*Problem statement*. Go through the entries below. Copy each line in which "OsRng" appears.

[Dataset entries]
• • •

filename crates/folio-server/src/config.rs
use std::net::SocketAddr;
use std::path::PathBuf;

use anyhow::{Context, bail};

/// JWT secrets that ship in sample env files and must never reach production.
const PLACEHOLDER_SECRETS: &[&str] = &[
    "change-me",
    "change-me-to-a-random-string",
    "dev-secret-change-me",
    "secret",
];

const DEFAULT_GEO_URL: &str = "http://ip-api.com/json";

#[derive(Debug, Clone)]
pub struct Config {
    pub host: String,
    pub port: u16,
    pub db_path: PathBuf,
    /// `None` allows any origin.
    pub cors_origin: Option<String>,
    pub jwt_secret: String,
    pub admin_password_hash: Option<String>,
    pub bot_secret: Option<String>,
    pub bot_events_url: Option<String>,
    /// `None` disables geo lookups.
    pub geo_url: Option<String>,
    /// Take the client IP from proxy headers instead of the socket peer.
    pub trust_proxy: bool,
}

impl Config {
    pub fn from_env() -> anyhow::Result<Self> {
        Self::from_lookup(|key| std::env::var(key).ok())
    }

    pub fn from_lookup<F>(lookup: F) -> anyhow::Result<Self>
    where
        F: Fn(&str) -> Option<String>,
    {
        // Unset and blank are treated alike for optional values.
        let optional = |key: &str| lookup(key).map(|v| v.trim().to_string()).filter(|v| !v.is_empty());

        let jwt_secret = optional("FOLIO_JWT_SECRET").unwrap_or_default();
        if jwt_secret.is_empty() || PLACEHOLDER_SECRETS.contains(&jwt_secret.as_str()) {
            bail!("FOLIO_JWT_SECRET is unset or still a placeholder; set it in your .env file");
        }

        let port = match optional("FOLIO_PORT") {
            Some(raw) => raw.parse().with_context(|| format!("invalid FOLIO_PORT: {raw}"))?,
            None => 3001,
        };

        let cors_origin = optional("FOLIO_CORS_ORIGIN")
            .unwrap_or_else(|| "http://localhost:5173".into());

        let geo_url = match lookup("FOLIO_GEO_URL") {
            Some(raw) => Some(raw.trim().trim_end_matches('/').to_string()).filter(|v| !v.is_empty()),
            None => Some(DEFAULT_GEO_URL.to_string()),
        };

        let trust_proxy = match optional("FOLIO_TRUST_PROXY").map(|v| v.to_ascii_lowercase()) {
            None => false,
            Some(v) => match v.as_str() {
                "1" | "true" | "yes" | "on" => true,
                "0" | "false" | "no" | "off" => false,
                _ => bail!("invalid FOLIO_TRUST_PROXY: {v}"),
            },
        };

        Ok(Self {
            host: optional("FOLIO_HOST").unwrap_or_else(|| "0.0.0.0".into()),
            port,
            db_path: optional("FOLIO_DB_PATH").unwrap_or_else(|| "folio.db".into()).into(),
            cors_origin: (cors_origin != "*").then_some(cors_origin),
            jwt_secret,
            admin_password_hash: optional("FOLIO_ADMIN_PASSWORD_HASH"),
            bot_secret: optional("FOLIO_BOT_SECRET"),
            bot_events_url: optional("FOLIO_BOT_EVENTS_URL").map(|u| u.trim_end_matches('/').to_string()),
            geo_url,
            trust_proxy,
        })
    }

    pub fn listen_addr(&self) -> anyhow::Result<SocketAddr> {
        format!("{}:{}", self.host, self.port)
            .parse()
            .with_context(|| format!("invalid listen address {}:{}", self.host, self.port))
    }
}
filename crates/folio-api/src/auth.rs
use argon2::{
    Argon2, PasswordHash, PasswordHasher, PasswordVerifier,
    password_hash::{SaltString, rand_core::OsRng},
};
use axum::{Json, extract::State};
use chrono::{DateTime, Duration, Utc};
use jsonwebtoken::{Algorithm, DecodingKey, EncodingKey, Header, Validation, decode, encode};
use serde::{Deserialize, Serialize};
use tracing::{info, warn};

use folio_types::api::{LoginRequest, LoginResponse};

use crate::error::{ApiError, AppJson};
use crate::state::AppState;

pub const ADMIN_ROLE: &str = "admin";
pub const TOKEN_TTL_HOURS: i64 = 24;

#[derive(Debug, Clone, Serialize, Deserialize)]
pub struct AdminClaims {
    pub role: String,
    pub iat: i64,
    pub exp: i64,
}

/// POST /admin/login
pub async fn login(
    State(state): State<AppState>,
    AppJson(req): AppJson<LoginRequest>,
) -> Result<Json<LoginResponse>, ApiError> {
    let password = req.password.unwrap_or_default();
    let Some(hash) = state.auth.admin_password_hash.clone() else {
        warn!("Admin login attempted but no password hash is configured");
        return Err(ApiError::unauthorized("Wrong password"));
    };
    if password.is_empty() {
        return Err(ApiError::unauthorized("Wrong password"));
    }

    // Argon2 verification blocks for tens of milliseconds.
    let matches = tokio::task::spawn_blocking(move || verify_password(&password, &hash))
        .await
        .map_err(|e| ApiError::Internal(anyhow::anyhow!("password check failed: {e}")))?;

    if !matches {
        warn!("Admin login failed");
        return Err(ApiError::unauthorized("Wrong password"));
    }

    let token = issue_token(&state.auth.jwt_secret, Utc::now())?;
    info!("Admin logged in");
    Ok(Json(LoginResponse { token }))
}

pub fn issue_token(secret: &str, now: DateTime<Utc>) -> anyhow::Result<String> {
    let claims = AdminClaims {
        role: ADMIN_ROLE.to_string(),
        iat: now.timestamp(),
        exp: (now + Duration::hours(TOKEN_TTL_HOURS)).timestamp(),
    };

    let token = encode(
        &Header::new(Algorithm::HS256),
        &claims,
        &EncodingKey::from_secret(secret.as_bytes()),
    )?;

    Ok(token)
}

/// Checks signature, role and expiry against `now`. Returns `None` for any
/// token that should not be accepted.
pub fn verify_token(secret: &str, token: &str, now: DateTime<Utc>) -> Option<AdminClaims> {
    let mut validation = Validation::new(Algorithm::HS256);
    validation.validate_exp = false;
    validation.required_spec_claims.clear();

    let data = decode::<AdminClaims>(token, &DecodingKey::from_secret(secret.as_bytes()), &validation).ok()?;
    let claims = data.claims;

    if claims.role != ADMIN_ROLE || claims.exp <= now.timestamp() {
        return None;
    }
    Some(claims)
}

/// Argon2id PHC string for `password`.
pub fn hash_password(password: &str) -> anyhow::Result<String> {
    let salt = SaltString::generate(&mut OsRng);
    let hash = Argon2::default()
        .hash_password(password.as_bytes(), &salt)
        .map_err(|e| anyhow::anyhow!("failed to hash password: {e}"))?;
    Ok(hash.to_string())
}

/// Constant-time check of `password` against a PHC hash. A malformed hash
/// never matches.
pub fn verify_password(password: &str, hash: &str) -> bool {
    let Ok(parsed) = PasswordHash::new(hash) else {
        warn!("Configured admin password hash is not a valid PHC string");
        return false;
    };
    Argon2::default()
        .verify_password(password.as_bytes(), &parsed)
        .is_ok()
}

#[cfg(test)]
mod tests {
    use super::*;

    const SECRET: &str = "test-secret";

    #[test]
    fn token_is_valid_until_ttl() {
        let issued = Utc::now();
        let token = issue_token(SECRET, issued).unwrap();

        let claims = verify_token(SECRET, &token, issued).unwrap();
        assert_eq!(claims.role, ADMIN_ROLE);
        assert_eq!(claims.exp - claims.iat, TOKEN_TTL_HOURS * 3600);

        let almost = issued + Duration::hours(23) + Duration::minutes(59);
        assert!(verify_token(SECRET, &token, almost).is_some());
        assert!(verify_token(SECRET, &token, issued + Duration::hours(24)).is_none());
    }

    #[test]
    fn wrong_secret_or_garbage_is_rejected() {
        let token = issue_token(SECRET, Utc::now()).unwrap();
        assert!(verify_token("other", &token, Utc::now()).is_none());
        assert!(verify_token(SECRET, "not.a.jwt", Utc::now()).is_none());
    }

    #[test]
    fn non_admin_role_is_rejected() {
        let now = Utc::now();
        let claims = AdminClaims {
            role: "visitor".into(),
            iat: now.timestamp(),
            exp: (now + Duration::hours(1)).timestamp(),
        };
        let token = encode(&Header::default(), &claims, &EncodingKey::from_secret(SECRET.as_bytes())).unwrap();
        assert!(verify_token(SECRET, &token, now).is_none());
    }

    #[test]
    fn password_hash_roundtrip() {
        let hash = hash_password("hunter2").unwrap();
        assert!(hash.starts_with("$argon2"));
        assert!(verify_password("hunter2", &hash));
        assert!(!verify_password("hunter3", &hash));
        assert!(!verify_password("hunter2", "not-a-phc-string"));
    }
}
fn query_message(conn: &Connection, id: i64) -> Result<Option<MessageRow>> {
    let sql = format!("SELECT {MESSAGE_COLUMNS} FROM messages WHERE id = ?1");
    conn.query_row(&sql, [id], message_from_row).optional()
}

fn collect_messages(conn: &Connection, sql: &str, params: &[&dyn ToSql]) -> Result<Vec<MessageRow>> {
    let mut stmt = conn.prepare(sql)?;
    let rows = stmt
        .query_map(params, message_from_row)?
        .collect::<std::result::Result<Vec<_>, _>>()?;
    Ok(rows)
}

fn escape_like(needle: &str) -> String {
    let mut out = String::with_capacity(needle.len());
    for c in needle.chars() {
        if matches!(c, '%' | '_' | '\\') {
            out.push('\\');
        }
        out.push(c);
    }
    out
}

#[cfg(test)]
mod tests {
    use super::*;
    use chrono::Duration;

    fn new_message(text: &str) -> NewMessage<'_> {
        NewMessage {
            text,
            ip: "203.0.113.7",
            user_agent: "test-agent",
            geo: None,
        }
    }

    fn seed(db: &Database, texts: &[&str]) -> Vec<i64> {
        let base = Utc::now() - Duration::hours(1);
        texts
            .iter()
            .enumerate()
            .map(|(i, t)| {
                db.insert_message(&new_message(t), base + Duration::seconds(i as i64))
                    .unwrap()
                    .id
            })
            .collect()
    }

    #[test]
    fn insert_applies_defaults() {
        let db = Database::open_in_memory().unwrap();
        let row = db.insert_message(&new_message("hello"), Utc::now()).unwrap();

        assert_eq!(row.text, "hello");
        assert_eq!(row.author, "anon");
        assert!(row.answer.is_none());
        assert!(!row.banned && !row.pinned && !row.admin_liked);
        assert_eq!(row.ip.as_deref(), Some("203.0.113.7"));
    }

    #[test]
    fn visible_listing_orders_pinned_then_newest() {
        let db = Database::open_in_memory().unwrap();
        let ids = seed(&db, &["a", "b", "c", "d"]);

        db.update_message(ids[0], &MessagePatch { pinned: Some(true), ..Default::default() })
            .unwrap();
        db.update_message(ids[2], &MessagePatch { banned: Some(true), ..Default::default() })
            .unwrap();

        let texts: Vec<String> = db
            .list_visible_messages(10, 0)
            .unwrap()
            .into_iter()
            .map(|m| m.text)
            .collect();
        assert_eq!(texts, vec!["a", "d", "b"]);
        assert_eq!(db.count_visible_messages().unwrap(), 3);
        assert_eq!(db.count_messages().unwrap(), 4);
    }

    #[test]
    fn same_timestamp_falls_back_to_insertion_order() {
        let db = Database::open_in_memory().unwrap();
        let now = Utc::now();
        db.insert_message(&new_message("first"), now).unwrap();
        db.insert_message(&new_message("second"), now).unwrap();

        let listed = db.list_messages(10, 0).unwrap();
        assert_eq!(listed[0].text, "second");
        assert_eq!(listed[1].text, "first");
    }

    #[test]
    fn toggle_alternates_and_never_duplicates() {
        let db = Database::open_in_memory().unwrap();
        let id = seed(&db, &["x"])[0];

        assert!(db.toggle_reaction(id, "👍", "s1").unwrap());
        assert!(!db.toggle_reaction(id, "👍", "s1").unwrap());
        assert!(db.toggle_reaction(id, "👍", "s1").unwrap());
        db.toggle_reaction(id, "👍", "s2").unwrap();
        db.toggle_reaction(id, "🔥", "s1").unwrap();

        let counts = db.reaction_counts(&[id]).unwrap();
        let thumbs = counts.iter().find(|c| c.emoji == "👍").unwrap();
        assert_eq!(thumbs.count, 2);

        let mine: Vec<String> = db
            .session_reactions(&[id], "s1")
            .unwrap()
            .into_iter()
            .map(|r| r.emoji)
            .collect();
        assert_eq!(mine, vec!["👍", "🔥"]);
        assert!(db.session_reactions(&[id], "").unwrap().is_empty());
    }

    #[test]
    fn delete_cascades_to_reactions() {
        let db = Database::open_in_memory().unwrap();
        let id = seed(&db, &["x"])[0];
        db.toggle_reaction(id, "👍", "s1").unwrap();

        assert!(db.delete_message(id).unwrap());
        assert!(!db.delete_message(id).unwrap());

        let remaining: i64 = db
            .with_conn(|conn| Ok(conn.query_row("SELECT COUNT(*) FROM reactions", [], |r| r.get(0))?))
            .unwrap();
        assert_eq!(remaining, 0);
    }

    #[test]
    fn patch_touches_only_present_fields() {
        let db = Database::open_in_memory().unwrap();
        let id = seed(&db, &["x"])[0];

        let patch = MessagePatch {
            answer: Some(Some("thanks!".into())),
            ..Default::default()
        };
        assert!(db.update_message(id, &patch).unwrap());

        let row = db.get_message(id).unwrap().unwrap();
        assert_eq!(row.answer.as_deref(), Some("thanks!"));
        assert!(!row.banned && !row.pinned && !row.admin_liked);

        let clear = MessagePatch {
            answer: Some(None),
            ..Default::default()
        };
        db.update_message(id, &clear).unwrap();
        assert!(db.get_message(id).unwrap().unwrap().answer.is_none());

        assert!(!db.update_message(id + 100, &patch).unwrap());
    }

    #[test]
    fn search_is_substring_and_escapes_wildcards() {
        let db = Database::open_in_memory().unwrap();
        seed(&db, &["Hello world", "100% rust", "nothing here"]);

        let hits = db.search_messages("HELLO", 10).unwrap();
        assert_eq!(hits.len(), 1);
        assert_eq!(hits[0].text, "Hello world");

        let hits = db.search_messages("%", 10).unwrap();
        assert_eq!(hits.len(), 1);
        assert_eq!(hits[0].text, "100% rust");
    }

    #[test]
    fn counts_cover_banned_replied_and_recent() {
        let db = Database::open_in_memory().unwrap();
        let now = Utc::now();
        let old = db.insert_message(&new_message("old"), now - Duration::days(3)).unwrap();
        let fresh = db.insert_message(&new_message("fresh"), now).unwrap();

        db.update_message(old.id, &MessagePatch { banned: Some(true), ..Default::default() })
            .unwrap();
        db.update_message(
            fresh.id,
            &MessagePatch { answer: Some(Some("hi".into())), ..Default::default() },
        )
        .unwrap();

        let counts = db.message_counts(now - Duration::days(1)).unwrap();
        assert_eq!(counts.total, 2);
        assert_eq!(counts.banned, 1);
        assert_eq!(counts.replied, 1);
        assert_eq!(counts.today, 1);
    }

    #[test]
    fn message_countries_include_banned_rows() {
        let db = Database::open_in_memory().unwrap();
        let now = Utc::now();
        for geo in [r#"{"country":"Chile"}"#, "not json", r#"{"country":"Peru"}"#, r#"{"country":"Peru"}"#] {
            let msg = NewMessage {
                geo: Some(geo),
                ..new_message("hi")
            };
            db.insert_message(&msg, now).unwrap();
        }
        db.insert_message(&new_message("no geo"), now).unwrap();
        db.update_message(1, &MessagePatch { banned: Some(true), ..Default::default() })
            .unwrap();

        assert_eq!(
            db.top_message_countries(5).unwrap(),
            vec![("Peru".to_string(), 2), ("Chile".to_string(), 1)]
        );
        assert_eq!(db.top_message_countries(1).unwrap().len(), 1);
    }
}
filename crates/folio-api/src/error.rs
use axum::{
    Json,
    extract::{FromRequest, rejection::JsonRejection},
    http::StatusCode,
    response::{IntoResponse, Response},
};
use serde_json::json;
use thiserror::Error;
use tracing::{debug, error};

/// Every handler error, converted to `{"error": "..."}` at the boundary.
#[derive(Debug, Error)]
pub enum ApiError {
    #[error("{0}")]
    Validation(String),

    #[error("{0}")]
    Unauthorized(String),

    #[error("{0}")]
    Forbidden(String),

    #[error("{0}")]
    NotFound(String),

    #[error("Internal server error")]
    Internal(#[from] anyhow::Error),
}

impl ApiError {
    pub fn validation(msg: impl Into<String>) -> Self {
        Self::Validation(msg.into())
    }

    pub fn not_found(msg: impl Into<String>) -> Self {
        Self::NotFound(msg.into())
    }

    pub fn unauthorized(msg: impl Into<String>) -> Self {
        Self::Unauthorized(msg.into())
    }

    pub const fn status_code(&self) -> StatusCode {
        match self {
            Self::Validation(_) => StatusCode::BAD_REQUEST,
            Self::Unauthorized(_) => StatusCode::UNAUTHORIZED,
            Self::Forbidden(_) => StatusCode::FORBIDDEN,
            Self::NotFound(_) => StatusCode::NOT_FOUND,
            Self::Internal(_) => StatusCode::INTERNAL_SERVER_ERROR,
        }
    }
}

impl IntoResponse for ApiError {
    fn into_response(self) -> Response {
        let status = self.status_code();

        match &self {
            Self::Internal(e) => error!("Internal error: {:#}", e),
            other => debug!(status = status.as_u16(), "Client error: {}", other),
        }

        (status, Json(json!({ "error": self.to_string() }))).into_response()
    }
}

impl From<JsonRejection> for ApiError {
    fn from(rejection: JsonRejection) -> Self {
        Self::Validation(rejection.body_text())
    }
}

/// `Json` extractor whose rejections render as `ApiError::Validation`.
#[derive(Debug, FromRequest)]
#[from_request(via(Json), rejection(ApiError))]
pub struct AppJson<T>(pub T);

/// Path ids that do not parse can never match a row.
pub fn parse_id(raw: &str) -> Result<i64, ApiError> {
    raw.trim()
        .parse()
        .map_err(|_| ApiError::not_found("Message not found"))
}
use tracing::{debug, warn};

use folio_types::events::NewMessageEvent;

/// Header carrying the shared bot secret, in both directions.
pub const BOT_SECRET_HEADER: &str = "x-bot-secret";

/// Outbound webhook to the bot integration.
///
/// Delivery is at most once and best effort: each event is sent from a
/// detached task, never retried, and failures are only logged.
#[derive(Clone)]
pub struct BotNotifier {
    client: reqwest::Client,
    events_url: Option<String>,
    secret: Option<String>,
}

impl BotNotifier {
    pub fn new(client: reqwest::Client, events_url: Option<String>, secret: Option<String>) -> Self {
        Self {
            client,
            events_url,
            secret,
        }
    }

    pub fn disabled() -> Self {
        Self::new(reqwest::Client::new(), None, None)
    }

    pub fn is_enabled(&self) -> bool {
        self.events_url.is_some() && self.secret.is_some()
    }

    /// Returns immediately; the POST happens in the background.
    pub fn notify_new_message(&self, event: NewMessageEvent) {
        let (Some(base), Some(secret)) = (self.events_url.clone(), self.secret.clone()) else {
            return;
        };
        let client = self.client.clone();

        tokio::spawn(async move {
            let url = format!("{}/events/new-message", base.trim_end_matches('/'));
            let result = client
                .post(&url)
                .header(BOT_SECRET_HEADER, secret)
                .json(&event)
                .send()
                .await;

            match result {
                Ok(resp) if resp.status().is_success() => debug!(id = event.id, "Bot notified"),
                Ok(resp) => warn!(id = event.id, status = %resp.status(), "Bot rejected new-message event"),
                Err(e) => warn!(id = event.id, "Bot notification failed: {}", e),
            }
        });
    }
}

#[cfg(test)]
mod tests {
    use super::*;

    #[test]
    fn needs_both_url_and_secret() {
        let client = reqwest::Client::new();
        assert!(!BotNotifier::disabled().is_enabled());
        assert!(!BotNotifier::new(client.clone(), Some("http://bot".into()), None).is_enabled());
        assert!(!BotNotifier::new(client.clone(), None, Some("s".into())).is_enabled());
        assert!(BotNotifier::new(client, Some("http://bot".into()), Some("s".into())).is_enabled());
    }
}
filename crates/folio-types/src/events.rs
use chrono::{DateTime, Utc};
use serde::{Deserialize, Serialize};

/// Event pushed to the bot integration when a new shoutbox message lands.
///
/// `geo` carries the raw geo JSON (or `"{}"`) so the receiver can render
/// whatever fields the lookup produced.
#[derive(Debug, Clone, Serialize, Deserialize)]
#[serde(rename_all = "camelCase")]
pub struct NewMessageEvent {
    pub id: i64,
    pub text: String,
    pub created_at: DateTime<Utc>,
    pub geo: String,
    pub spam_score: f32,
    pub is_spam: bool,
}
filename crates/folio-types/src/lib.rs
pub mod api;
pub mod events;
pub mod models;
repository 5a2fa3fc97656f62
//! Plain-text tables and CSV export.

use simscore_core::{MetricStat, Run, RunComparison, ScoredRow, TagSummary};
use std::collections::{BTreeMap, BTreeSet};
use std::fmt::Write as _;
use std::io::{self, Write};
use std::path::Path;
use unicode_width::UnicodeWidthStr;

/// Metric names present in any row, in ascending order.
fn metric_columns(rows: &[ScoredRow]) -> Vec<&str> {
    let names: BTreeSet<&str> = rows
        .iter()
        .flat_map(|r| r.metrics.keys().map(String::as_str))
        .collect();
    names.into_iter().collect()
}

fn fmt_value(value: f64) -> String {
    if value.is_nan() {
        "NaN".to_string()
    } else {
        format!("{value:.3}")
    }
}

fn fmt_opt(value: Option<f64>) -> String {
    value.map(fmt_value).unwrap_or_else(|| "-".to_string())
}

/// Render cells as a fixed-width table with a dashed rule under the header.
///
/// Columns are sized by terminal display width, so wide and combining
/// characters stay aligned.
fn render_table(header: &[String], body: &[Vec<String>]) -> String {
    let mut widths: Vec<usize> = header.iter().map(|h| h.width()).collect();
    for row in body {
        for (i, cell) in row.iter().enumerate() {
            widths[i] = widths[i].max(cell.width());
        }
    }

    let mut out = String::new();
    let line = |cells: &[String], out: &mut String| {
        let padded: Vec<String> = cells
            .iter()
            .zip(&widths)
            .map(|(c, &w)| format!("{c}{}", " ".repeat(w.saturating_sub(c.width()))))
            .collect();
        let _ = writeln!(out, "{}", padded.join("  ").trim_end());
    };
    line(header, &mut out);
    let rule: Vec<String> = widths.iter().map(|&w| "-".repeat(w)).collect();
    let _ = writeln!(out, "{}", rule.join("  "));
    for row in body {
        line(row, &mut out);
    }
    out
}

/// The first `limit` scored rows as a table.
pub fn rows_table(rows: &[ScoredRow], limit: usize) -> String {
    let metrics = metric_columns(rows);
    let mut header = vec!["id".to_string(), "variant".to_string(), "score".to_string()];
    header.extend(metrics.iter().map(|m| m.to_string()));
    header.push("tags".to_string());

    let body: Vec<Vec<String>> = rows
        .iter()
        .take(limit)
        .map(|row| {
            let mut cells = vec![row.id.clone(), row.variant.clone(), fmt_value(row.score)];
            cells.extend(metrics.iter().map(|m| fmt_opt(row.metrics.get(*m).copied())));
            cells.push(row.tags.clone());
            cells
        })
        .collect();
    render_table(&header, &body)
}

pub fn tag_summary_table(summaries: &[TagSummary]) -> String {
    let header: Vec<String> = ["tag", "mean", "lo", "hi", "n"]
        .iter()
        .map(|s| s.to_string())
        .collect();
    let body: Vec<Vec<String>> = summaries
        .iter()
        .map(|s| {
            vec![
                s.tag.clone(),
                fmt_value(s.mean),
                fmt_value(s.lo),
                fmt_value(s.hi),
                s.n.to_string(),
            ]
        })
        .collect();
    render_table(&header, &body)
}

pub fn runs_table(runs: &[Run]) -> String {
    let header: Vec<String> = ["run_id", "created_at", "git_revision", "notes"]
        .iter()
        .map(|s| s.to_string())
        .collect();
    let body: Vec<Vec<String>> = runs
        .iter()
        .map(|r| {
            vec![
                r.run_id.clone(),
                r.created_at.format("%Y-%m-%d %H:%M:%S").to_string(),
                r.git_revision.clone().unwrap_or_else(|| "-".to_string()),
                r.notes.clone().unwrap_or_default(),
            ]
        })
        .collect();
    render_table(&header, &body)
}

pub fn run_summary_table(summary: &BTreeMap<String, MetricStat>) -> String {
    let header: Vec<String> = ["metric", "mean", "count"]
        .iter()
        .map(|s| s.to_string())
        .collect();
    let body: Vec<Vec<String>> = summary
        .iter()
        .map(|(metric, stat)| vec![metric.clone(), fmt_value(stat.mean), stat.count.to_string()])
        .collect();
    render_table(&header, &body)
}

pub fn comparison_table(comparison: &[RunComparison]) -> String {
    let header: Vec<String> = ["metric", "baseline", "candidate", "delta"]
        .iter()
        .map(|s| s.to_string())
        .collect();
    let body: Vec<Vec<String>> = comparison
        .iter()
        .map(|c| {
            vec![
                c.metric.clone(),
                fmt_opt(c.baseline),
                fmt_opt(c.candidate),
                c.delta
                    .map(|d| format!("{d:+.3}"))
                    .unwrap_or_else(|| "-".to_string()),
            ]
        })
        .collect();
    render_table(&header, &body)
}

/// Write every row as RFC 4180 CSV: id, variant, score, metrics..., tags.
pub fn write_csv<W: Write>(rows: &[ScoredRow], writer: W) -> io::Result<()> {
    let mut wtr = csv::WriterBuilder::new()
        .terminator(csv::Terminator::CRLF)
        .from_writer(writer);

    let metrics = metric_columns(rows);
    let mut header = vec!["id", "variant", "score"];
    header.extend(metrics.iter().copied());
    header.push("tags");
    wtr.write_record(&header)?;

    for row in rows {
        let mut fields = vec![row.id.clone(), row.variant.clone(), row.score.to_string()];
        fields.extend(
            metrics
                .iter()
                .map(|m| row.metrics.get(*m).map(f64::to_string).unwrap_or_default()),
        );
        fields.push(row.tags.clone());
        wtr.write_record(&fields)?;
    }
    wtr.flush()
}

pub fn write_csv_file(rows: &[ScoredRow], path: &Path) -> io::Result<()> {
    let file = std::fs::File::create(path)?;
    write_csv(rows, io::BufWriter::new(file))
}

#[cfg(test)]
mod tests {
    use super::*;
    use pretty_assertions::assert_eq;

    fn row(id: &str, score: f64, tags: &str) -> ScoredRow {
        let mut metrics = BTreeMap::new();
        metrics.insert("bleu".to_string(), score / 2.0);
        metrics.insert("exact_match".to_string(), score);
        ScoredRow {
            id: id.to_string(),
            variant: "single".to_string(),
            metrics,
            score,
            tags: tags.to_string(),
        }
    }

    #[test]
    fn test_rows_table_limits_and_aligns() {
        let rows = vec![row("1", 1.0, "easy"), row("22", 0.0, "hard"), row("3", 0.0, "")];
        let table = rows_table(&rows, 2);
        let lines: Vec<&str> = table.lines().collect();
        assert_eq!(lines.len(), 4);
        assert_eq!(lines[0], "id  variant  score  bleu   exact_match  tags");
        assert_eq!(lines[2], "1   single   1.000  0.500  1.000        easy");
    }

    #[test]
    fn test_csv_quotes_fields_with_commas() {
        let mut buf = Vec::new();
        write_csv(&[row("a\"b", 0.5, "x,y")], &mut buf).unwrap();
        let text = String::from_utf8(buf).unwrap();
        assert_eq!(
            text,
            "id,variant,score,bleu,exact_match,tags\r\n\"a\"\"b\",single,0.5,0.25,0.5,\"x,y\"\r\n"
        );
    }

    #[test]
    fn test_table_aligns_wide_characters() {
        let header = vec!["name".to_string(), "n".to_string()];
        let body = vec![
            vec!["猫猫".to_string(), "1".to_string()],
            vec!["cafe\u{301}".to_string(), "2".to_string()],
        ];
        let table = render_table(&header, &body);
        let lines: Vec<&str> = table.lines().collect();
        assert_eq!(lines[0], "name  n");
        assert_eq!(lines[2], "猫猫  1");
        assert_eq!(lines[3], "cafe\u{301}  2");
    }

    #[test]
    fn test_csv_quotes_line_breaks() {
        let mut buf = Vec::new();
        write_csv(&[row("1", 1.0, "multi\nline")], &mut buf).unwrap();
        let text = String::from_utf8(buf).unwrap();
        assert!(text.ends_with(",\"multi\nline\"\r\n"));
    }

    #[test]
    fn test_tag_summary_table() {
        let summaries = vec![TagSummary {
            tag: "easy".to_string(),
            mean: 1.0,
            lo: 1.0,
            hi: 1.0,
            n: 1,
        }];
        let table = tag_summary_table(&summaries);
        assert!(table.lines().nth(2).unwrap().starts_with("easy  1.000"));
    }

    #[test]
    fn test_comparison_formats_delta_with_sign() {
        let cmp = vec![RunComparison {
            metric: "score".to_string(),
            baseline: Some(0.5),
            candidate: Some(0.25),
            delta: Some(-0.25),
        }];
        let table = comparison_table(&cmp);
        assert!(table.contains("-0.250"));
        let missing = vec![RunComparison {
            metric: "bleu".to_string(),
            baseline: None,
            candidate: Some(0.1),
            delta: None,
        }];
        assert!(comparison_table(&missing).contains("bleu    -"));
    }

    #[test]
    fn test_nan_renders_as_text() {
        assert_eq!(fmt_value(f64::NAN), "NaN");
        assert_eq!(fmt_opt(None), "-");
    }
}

• • •

*Response to the task*.
    password_hash::{SaltString, rand_core::OsRng},
    let salt = SaltString::generate(&mut OsRng);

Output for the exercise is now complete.